The truck complied, pulling out into the opposite lane and accelerating alongside their car. Only Isaac was prepared for the impact as the truck broadsided their car, slamming into it hard and sending it off the road, where it crashed into the tree lined roadside. Glass shattered, metal crunched and deformed as the car first slid, then found purchase in the soft earth, flipping the car over onto its roof. Its passengers tossed violently, the car came to rest ten feet down the embankment on its roof, smoke rising from broken radiator, ferns and branches pushing into the spaces where the windows once were.
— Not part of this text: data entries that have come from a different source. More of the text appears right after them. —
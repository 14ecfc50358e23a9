/*
 * Copyright (C) 2015 Benjamin Fry <benjaminfry@me.com>
 *
 * Licensed under the Apache License, Version 2.0 (the "License");
 * you may not use this file except in compliance with the License.
 * You may obtain a copy of the License at
 *
 *     http://www.apache.org/licenses/LICENSE-2.0
 *
 * Unless required by applicable law or agreed to in writing, software
 * distributed under the License is distributed on an "AS IS" BASIS,
 * WITHOUT WARRANTIES OR CONDITIONS OF ANY KIND, either express or implied.
 * See the License for the specific language governing permissions and
 * limitations under the License.
 */

//! The OPT record as seen by a message, `Edns`, and the response codes it extends.

pub mod edns;
pub mod response_code;

pub use self::edns::{Edns, ExtendedTtl};
pub use self::response_code::ResponseCode;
Isaac came to, blood in his eyes and mouth, head ringing and neck sore from the impact. He was hanging upside down, still held in place by his seatbelt. He breathed in, separating scents. Copper. Oil. Pine. Next to him, Doctor David had also come around, and like Isaac was allowing his shaken brain to reset itself. His face was bloody, and one of his shoulders was hanging at a nauseating angle, his arm limp against the bent roof of the car. In the back, the two orderlies were unconscious but alive. One, like Isaac & the Doctor, hanging upside down. The other, who hadn’t been wearing a seatbelt, was lying on the roof, moaning in pain but alive.
Swimming in and out of consciousness, Isaac heard the distinct crunch of boots on grass as someone approached the upturned car. He hoped it was help, someone coming to aid them after seeing the accident, then he thought of the thing in his head, how he'd imagined it smiling.
Hands on him now, cutting him out of his seatbelt and dragging him out into the light, his still scrambled brain unable to comprehend what was happening. A silhouette above him, a face, the features unseen. Just a black mass against the white light of the sky. Even dazed and in pain, he recognised the dull throb of fear.
He was moving now, those hands which had pulled him from the car under his armpits, dragging him up the embankment. He could see the vehicle now which just a few minutes ago he had been inside. Upside down, shouldering. Broken.